Look through the listing below and give the number of lines that hold "impl". Say nothing more.

→ **INPUT RECORDS**:

::::::::::

//! Fork-join scheduling for the loader stages.
//!
//! [`TaskScope::run`] opens a `std::thread::scope`; every task spawned inside
//! it runs on its own scoped thread and may borrow the parsed document and the
//! resolved buffers. A [`TaskHandle`] is a shareable future: any number of
//! dependent tasks can block on [`TaskHandle::get`] for the same result. The
//! scope joins every task before `run` returns, so one load has exactly one
//! barrier.

use std::panic::{self, AssertUnwindSafe};
use std::sync::Arc;

use parking_lot::{Condvar, Mutex};

use crate::error::{LoadError, LoadResult};

type TaskResult<T> = Result<Arc<T>, Arc<LoadError>>;

struct TaskSlot<T> {
    name: &'static str,
    result: Mutex<Option<TaskResult<T>>>,
    ready: Condvar,
}

impl<T> TaskSlot<T> {
    fn fulfill(&self, result: LoadResult<T>) {
        let mut guard = self.result.lock();
        *guard = Some(result.map(Arc::new).map_err(Arc::new));
        self.ready.notify_all();
    }

    fn wait(&self) -> TaskResult<T> {
        let mut guard = self.result.lock();
        loop {
            if let Some(result) = guard.as_ref() {
                return result.clone();
            }
            self.ready.wait(&mut guard);
        }
    }
}

/// Result of a spawned task, shareable between dependents.
pub(crate) struct TaskHandle<T> {
    slot: Arc<TaskSlot<T>>,
}

impl<T> Clone for TaskHandle<T> {
    fn clone(&self) -> Self {
        Self {
            slot: Arc::clone(&self.slot),
        }
    }
}

impl<T> TaskHandle<T> {
    /// Block until the task finishes.
    ///
    /// Every caller receives the same `Arc`; a failure is shared the same way
    /// and converts into [`LoadError`] with `?`.
    pub fn get(&self) -> TaskResult<T> {
        let result = self.slot.wait();
        if result.is_err() {
            log::trace!("Task '{}' finished with an error", self.slot.name);
        }
        result
    }
}

/// Spawning context handed to the closure passed to [`TaskScope::run`].
pub(crate) struct TaskScope<'scope, 'env: 'scope> {
    scope: &'scope std::thread::Scope<'scope, 'env>,
}

impl<'scope, 'env> TaskScope<'scope, 'env> {
    /// Run `f` with a scope for spawning tasks; returns after every task has
    /// finished.
    pub fn run<R>(f: impl for<'s> FnOnce(&TaskScope<'s, 'env>) -> R) -> R {
        std::thread::scope(|scope| f(&TaskScope { scope }))
    }

    /// Spawn a task on its own scoped thread.
    ///
    /// A panic inside `f` is caught and reported as
    /// [`LoadError::TaskPanicked`] so that dependents waiting on the handle
    /// are released.
    pub fn spawn<T, F>(&self, name: &'static str, f: F) -> TaskHandle<T>
    where
        T: Send + Sync + 'scope,
        F: FnOnce() -> LoadResult<T> + Send + 'scope,
    {
        let slot = Arc::new(TaskSlot {
            name,
            result: Mutex::new(None),
            ready: Condvar::new(),
        });
        let producer = Arc::clone(&slot);

        self.scope.spawn(move || {
            log::trace!("Task '{name}' started");
            let result = panic::catch_unwind(AssertUnwindSafe(f))
                .unwrap_or(Err(LoadError::TaskPanicked(name)));
            producer.fulfill(result);
        });

        TaskHandle { slot }
    }
}

/// Take ownership of a task result once no other handle refers to it.
pub(crate) fn into_owned<T: Clone>(value: Arc<T>) -> T {
    Arc::try_unwrap(value).unwrap_or_else(|shared| (*shared).clone())
}

/// Run `work(i)` for every `i < count` on at most `workers` scoped threads.
///
/// Results come back in index order.
pub(crate) fn parallel_map<T, F>(count: usize, workers: usize, work: F) -> Vec<T>
where
    T: Send,
    F: Fn(usize) -> T + Sync,
{
    use std::sync::atomic::{AtomicUsize, Ordering};

    let workers = workers.clamp(1, count.max(1));
    if workers == 1 {
        return (0..count).map(&work).collect();
    }

    let next = AtomicUsize::new(0);
    let slots: Vec<Mutex<Option<T>>> = (0..count).map(|_| Mutex::new(None)).collect();

    std::thread::scope(|scope| {
        for _ in 0..workers {
            scope.spawn(|| {
                loop {
                    let i = next.fetch_add(1, Ordering::Relaxed);
                    if i >= count {
                        break;
                    }
                    *slots[i].lock() = Some(work(i));
                }
            });
        }
    });

    slots
        .into_iter()
        .filter_map(|slot| slot.into_inner())
        .collect()
}

#[cfg(test)]
mod tests {
    use super::*;

    #[test]
    fn test_dependent_tasks() {
        let base = vec![1, 2, 3];
        let total = TaskScope::run(|scope| {
            let doubled = scope.spawn("double", || {
                Ok(base.iter().map(|v| v * 2).collect::<Vec<i32>>())
            });
            let sum = {
                let doubled = doubled.clone();
                scope.spawn("sum", move || Ok(doubled.get()?.iter().sum::<i32>()))
            };
            let check = {
                let doubled = doubled.clone();
                scope.spawn("len", move || Ok(doubled.get()?.len()))
            };
            assert_eq!(*check.get().unwrap(), 3);
            sum.get()
        })
        .unwrap();
        assert_eq!(*total, 12);
    }

    #[test]
    fn test_failure_propagates_to_dependents() {
        let result = TaskScope::run(|scope| {
            let failing = scope.spawn("fail", || -> LoadResult<u32> {
                Err(LoadError::Buffer("missing".into()))
            });
            let dependent = scope.spawn("dependent", move || Ok(*failing.get()? + 1));
            dependent.get()
        });
        let err = LoadError::from(result.unwrap_err());
        assert!(err.to_string().contains("missing"));
    }

    #[test]
    fn test_panic_releases_waiters() {
        let result = TaskScope::run(|scope| {
            let panicking = scope.spawn("boom", || -> LoadResult<u32> { panic!("boom") });
            panicking.get()
        });
        assert!(matches!(
            LoadError::from(result.unwrap_err()),
            LoadError::TaskPanicked("boom")
        ));
    }

    #[test]
    fn test_parallel_map_keeps_order() {
        let out = parallel_map(17, 4, |i| i * i);
        assert_eq!(out, (0..17).map(|i| i * i).collect::<Vec<_>>());
        assert!(parallel_map(0, 4, |i| i).is_empty());
    }
}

::::::::::

→ **RESPONSE FOR THIS EXERCISE**: 5